Three‐Dimensionally Controllable Synthesis of Multichannel Silica Nanotubes and Their Application as Dual Drug Carriers

Abstract

Three-dimensionally controllable multichannel silica nanotubes (MC-SNTs) have been constructed. Quaternary ammonium type (Cn H2n+1 (CH3 )3 N+ ) surfactants were used as structure-directing agents (SDAs) in basic ammonia. A low concentration of block copolymer HO(CH2 CH2 O)20 [CH2 CH(CH3 )O]70 (CH2 CH2 O)20 H (P123) was employed as an additive. The length, diameter, and pore size of MC-SNTs can be finely controlled in the range of 50 nm to 5 μm, 50 nm to 350 nm, and 2 nm to 3 nm by changing the molar ratio of P123 and SDA, the concentration of ammonia, and the length of carbon chain of SDAs, respectively.

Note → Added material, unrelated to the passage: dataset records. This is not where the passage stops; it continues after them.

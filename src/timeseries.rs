use crate::decoder::SignalSample;
use std::collections::VecDeque;

/// Number of samples kept for the live display
pub const DEFAULT_WINDOW_LEN: usize = 20;

// Bars are scaled against at least this value so quiet signals stay small
const DISPLAY_FLOOR: u8 = 100;

/// Fixed-capacity FIFO of the most recent samples, oldest first
#[derive(Debug, Clone)]
pub struct SampleWindow {
    data: VecDeque<SignalSample>,
    capacity: usize,
}

impl SampleWindow {
    pub fn new(capacity: usize) -> Self {
        let capacity = capacity.max(1);
        Self {
            data: VecDeque::with_capacity(capacity),
            capacity,
        }
    }

    pub fn push(&mut self, sample: SignalSample) {
        if self.data.len() == self.capacity {
            self.data.pop_front();
        }
        self.data.push_back(sample);
    }

    pub fn clear(&mut self) {
        self.data.clear();
    }

    pub fn len(&self) -> usize {
        self.data.len()
    }

    pub fn is_empty(&self) -> bool {
        self.data.is_empty()
    }

    pub fn last(&self) -> Option<SignalSample> {
        self.data.back().copied()
    }

    /// Copy of the window contents in arrival order
    pub fn values(&self) -> Vec<u8> {
        self.data.iter().map(|s| s.value()).collect()
    }
}

/// Upper bound used when drawing copied-out window values as bars
pub fn display_max(values: &[u8]) -> u8 {
    values.iter().copied().max().unwrap_or(0).max(DISPLAY_FLOOR)
}

impl Default for SampleWindow {
    fn default() -> Self {
        Self::new(DEFAULT_WINDOW_LEN)
    }
}
//! # Health Metrics Aggregator
//!
//! Turns the per-metric fetchers into one timestamped `HealthSnapshot`.
//!
//! ## Lifecycle
//! 1. `request_authorization()` once per session; nothing is fetched before it
//!    succeeds and a granted authorization is never re-requested.
//! 2. `refresh()` runs every fetcher concurrently for one shared reference time
//!    and publishes the assembled snapshot.
//! 3. Optionally `start_periodic()` refreshes on a fixed interval until
//!    `stop_periodic()`.
//!
//! ## Publication
//! Snapshots go out through a `tokio::sync::watch` channel and are replaced
//! wholesale. A snapshot is published only after all fetchers settled and only
//! if it is newer than the one already published.

use crate::error::HealthError;
use crate::health_fetchers::{default_policies, fetch, FetchOutcome, FetchPolicy, DEFAULT_EXERCISE_PLACEHOLDER};
use crate::health_store::{HealthStore, MetricKind, WorkoutActivity, WorkoutRecord};
use chrono::{DateTime, Duration as ChronoDuration, Local};
use futures::future::join_all;
use std::sync::{Arc, Mutex, PoisonError};
use std::time::Duration;
use tokio::sync::watch;
use tokio::task::JoinHandle;
use tokio_util::sync::CancellationToken;

/// Length of the synthetic workout
pub const SYNTHETIC_WORKOUT_MINUTES: i64 = 15;
pub const SYNTHETIC_WORKOUT_KCAL: f64 = 100.0;
pub const SYNTHETIC_WORKOUT_METERS: f64 = 1000.0;

#[derive(Debug, Clone, Copy, PartialEq, Eq)]
pub enum AuthorizationState {
    NotRequested,
    Denied,
    Granted,
}

#[derive(Debug, Clone, PartialEq)]
pub struct HealthSnapshot {
    pub heart_rate: Option<f64>,
    pub steps: Option<f64>,
    pub active_energy: Option<f64>,
    pub exercise_minutes: Option<f64>,
    pub source_device_name: Option<String>,
    pub captured_at: DateTime<Local>,
}

impl HealthSnapshot {
    fn assemble(outcomes: &[FetchOutcome], captured_at: DateTime<Local>) -> Self {
        let value = |metric: MetricKind| {
            outcomes
                .iter()
                .find(|o| o.metric == metric)
                .and_then(|o| o.value)
        };
        // The heart-rate source names the wearable; other sources are a fallback
        let source_device_name = outcomes
            .iter()
            .find(|o| o.metric == MetricKind::HeartRate)
            .and_then(|o| o.source_name.clone())
            .or_else(|| outcomes.iter().find_map(|o| o.source_name.clone()));

        Self {
            heart_rate: value(MetricKind::HeartRate),
            steps: value(MetricKind::Steps),
            active_energy: value(MetricKind::ActiveEnergy),
            exercise_minutes: value(MetricKind::ExerciseTime),
            source_device_name,
            captured_at,
        }
    }
}

/// Source of the reference time for a refresh
pub trait Clock: Send + Sync {
    fn now(&self) -> DateTime<Local>;
}

#[derive(Debug, Default, Clone, Copy)]
pub struct SystemClock;

impl Clock for SystemClock {
    fn now(&self) -> DateTime<Local> {
        Local::now()
    }
}

#[derive(Debug, Clone)]
pub struct HealthSettings {
    pub refresh_interval: Duration,
    pub query_timeout: Duration,
    pub exercise_placeholder: Option<f64>,
    /// Delay before refreshing after a synthetic workout; `None` disables it
    pub post_workout_refresh: Option<Duration>,
}

impl Default for HealthSettings {
    fn default() -> Self {
        Self {
            refresh_interval: Duration::from_secs(30),
            query_timeout: Duration::from_secs(10),
            exercise_placeholder: Some(DEFAULT_EXERCISE_PLACEHOLDER),
            post_workout_refresh: Some(Duration::from_secs(2)),
        }
    }
}

struct PeriodicTask {
    token: CancellationToken,
    handle: JoinHandle<()>,
}

struct Inner {
    store: Arc<dyn HealthStore>,
    clock: Arc<dyn Clock>,
    settings: HealthSettings,
    policies: Vec<FetchPolicy>,
    authorization: tokio::sync::Mutex<AuthorizationState>,
    last_reference: Mutex<Option<DateTime<Local>>>,
    snapshot: watch::Sender<Option<HealthSnapshot>>,
    periodic: Mutex<Option<PeriodicTask>>,
}

impl Drop for Inner {
    fn drop(&mut self) {
        if let Some(task) = self.periodic.get_mut().unwrap_or_else(PoisonError::into_inner).take() {
            task.token.cancel();
        }
    }
}

/// Aggregates health metrics into snapshots
///
/// Cheap to clone; clones share authorization, snapshots and the periodic task.
#[derive(Clone)]
pub struct HealthAggregator {
    inner: Arc<Inner>,
}

impl HealthAggregator {
    pub fn new(store: Arc<dyn HealthStore>, settings: HealthSettings) -> Self {
        Self::with_clock(store, Arc::new(SystemClock), settings)
    }

    pub fn with_clock(store: Arc<dyn HealthStore>, clock: Arc<dyn Clock>, settings: HealthSettings) -> Self {
        let (snapshot, _) = watch::channel(None);
        Self {
            inner: Arc::new(Inner {
                store,
                clock,
                policies: default_policies(settings.exercise_placeholder),
                settings,
                authorization: tokio::sync::Mutex::new(AuthorizationState::NotRequested),
                last_reference: Mutex::new(None),
                snapshot,
                periodic: Mutex::new(None),
            }),
        }
    }

    pub async fn authorization(&self) -> AuthorizationState {
        *self.inner.authorization.lock().await
    }

    /// Ask the host service for access; returns immediately once granted
    pub async fn request_authorization(&self) -> bool {
        let mut state = self.inner.authorization.lock().await;
        if *state == AuthorizationState::Granted {
            return true;
        }

        let granted = if !self.inner.store.is_available().await {
            log::warn!("Health data service is not available");
            false
        } else {
            match self.inner.store.request_authorization().await {
                Ok(granted) => granted,
                Err(e) => {
                    log::error!("Health authorization failed: {}", e);
                    false
                }
            }
        };

        *state = if granted {
            AuthorizationState::Granted
        } else {
            AuthorizationState::Denied
        };
        log::info!("Health authorization: {:?}", *state);
        granted
    }

    /// Latest published snapshot
    pub fn snapshot(&self) -> Option<HealthSnapshot> {
        self.inner.snapshot.borrow().clone()
    }

    /// Receiver notified whenever a new snapshot is published
    pub fn subscribe(&self) -> watch::Receiver<Option<HealthSnapshot>> {
        self.inner.snapshot.subscribe()
    }

    /// Fetch every metric and publish one snapshot
    pub async fn refresh(&self) -> Result<HealthSnapshot, HealthError> {
        self.inner.refresh().await
    }

    /// Refresh now and then on every interval tick until stopped
    ///
    /// Restarting replaces the running task. Ticks that find the aggregator
    /// unauthorized are skipped.
    pub fn start_periodic(&self) {
        self.stop_periodic();

        let token = CancellationToken::new();
        // Weak so a forgotten task does not keep the aggregator alive
        let inner = Arc::downgrade(&self.inner);
        let interval = self.inner.settings.refresh_interval;
        let task_token = token.clone();
        let handle = tokio::spawn(async move {
            let mut ticker = tokio::time::interval(interval);
            ticker.set_missed_tick_behavior(tokio::time::MissedTickBehavior::Delay);
            loop {
                tokio::select! {
                    _ = task_token.cancelled() => break,
                    _ = ticker.tick() => {}
                }
                let Some(aggregator) = inner.upgrade() else { break };
                tokio::select! {
                    _ = task_token.cancelled() => break,
                    result = aggregator.refresh() => match result {
                        Ok(snapshot) => log::debug!("Periodic health refresh at {}", snapshot.captured_at),
                        Err(HealthError::AuthorizationDenied) => {
                            log::debug!("Periodic health refresh skipped: not authorized")
                        }
                        Err(e) => log::warn!("Periodic health refresh failed: {}", e),
                    },
                }
            }
            log::debug!("Periodic health refresh stopped");
        });

        log::info!("Periodic health refresh every {:?}", interval);
        *self.lock_periodic() = Some(PeriodicTask { token, handle });
    }

    pub fn stop_periodic(&self) {
        if let Some(task) = self.lock_periodic().take() {
            task.token.cancel();
        }
    }

    pub fn is_periodic_running(&self) -> bool {
        self.lock_periodic()
            .as_ref()
            .map(|task| !task.handle.is_finished())
            .unwrap_or(false)
    }

    fn lock_periodic(&self) -> std::sync::MutexGuard<'_, Option<PeriodicTask>> {
        self.inner.periodic.lock().unwrap_or_else(PoisonError::into_inner)
    }

    /// Write a short walking workout ending now
    ///
    /// Requests authorization first when needed. The follow-up refresh, if
    /// configured, runs in the background after a settle delay.
    pub async fn record_synthetic_activity(&self) -> Result<WorkoutRecord, HealthError> {
        if !self.request_authorization().await {
            return Err(HealthError::AuthorizationDenied);
        }

        let end = self.inner.clock.now();
        let workout = WorkoutRecord {
            activity: WorkoutActivity::Walking,
            start: end - ChronoDuration::minutes(SYNTHETIC_WORKOUT_MINUTES),
            end,
            energy_kcal: SYNTHETIC_WORKOUT_KCAL,
            distance_m: SYNTHETIC_WORKOUT_METERS,
        };
        self.inner.store.save_workout(&workout).await.map_err(|e| {
            log::error!("Failed to record synthetic workout: {}", e);
            e
        })?;
        log::info!("Recorded synthetic {:?} workout ending {}", workout.activity, workout.end);

        if let Some(delay) = self.inner.settings.post_workout_refresh {
            let aggregator = self.clone();
            tokio::spawn(async move {
                tokio::time::sleep(delay).await;
                if let Err(e) = aggregator.refresh().await {
                    log::warn!("Refresh after synthetic workout failed: {}", e);
                }
            });
        }
        Ok(workout)
    }
}

impl Inner {
    async fn refresh(&self) -> Result<HealthSnapshot, HealthError> {
        if *self.authorization.lock().await != AuthorizationState::Granted {
            return Err(HealthError::AuthorizationDenied);
        }

        let reference = self.next_reference();
        let store = self.store.as_ref();
        let timeout = self.settings.query_timeout;
        let outcomes = join_all(
            self.policies
                .iter()
                .map(|policy| fetch(store, policy, reference, timeout)),
        )
        .await;

        let snapshot = HealthSnapshot::assemble(&outcomes, reference);
        self.snapshot.send_if_modified(|current| {
            let newer = current
                .as_ref()
                .map_or(true, |published| published.captured_at < snapshot.captured_at);
            if newer {
                *current = Some(snapshot.clone());
            }
            newer
        });
        log::info!(
            "Health snapshot: hr={:?} steps={:?} energy={:?} exercise={:?}",
            snapshot.heart_rate,
            snapshot.steps,
            snapshot.active_energy,
            snapshot.exercise_minutes
        );
        Ok(snapshot)
    }

    // Reference times strictly increase even if the clock stalls or steps back
    fn next_reference(&self) -> DateTime<Local> {
        let mut last = self.last_reference.lock().unwrap_or_else(PoisonError::into_inner);
        let now = self.clock.now();
        let reference = match *last {
            Some(previous) if now <= previous => previous + ChronoDuration::microseconds(1),
            _ => now,
        };
        *last = Some(reference);
        reference
    }
}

Observations based on transmission electron microscopy confirmed the role of P123 and ammonia in the self-assembly of micelles of SDA. Compared with the one-pot method reported previously, the aspect ratios (ARs; length/diameter) of obtained MC-SNTs were tunable in a wide range of approximately 1 to 100. The tunable MC-SNTs were used as dual drug-delivery carriers for anticancer drug doxorubicin (Dox) and anti-inflammatory drug ibuprofen (Ibu). Results of release behavior and toxicity to cancer cells of Dox-Ibu-loaded MC-SNTs with different ARs revealed that Dox and Ibu were successfully codelivered and did not interfere with each other. The produced MC-SNTs with larger AR values of showed advantages in the amount of accumulated dual drugs, the duration time of release, and inhibition of the growth of HeLa cells.